[Stored data]
--
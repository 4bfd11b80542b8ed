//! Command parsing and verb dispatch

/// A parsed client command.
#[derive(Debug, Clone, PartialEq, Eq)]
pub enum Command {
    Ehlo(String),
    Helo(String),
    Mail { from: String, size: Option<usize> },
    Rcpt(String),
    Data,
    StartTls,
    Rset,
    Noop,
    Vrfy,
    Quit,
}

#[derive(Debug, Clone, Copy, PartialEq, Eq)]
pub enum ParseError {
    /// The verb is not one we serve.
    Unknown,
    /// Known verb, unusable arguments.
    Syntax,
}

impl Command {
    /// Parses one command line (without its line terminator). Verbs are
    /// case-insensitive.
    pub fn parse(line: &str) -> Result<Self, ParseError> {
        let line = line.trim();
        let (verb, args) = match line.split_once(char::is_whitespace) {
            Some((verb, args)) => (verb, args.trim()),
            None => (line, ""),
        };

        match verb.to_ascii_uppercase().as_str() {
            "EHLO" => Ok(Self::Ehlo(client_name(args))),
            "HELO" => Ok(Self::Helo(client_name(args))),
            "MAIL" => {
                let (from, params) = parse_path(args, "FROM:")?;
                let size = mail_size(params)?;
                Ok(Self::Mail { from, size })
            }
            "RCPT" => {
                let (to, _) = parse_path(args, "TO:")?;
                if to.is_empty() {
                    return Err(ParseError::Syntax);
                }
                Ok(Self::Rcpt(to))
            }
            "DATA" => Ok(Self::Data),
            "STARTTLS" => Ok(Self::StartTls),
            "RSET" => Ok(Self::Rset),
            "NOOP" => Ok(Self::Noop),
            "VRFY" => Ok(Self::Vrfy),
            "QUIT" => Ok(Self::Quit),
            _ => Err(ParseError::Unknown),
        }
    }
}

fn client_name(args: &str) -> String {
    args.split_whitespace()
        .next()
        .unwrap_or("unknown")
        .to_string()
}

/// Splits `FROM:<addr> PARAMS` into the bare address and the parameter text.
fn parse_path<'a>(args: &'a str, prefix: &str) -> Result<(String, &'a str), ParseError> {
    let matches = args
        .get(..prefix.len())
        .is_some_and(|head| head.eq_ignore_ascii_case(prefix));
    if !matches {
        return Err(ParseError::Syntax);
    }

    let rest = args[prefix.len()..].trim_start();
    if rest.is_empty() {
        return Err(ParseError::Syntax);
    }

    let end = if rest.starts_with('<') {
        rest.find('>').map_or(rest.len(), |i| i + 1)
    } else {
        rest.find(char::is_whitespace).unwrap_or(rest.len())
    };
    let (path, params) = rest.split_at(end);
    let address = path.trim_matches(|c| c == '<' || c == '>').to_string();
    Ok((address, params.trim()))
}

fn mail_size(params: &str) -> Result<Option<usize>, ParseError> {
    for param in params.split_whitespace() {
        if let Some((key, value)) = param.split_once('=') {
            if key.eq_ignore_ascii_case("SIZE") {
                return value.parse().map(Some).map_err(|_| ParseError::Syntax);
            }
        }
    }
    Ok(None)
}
--
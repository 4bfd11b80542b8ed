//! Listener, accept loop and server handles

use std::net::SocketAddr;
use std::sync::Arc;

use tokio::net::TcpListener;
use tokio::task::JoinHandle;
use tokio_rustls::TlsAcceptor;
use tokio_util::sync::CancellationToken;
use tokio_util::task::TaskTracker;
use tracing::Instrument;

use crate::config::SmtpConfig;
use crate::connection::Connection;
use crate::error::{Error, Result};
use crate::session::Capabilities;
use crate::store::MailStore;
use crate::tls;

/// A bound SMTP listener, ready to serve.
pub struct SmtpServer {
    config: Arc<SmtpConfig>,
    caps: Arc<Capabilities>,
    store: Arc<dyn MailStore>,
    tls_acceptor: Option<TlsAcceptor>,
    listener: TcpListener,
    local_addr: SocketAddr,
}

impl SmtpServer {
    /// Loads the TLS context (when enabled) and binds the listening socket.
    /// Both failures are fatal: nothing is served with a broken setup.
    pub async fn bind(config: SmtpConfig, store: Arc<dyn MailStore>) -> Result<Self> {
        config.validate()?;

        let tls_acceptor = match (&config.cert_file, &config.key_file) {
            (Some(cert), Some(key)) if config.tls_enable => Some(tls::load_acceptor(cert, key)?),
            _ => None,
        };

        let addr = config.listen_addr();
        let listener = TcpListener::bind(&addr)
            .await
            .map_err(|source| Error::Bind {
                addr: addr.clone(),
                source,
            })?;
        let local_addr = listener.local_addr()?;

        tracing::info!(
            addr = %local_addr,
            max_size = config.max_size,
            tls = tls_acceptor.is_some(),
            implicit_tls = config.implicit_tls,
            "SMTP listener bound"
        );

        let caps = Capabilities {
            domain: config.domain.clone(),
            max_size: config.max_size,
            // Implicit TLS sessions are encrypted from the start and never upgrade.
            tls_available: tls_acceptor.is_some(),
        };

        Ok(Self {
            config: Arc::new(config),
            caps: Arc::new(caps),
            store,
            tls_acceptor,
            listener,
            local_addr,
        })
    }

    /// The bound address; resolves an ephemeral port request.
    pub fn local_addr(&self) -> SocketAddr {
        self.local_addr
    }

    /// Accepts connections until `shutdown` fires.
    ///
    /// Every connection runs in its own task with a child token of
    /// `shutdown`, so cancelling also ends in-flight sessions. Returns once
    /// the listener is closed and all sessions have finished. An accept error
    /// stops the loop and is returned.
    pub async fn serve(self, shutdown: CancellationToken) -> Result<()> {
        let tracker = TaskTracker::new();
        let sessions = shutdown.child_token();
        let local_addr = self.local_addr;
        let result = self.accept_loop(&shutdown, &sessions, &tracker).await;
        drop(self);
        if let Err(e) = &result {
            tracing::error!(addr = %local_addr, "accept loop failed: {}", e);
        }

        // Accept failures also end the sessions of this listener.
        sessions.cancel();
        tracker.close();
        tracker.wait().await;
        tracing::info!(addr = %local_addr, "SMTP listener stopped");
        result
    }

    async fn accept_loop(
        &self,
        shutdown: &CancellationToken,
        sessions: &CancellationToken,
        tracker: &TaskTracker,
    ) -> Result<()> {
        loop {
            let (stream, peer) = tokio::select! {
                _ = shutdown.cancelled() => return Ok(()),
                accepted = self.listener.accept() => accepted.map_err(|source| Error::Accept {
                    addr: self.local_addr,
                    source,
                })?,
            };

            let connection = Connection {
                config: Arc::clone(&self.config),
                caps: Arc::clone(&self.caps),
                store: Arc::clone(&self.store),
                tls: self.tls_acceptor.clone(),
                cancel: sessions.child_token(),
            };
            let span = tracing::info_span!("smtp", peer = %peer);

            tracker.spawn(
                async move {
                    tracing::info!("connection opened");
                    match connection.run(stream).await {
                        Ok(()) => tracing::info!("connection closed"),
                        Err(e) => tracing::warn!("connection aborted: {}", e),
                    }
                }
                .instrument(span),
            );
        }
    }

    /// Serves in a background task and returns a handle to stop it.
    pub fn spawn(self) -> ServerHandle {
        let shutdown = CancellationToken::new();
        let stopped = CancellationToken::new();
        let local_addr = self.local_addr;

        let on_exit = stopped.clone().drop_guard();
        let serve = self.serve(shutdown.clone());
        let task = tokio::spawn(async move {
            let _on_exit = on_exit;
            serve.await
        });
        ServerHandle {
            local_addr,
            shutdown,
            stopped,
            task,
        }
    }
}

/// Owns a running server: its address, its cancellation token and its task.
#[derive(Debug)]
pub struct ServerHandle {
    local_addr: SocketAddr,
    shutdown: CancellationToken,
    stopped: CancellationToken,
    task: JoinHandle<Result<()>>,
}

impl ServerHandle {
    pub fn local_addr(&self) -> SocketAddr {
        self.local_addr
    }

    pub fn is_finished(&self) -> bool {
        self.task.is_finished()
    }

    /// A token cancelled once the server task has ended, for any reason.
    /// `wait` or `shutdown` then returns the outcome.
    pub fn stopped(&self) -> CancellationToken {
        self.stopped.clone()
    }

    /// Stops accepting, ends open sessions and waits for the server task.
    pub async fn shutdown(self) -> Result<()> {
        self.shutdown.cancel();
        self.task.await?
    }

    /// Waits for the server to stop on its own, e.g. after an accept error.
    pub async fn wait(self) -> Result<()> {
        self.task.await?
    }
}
--
#### Task statement:
Which lines of the data contain the string "cancelled"? Copy each of them.

#### Solved exercise:
                _ = shutdown.cancelled() => return Ok(()),
    /// A token cancelled once the server task has ended, for any reason.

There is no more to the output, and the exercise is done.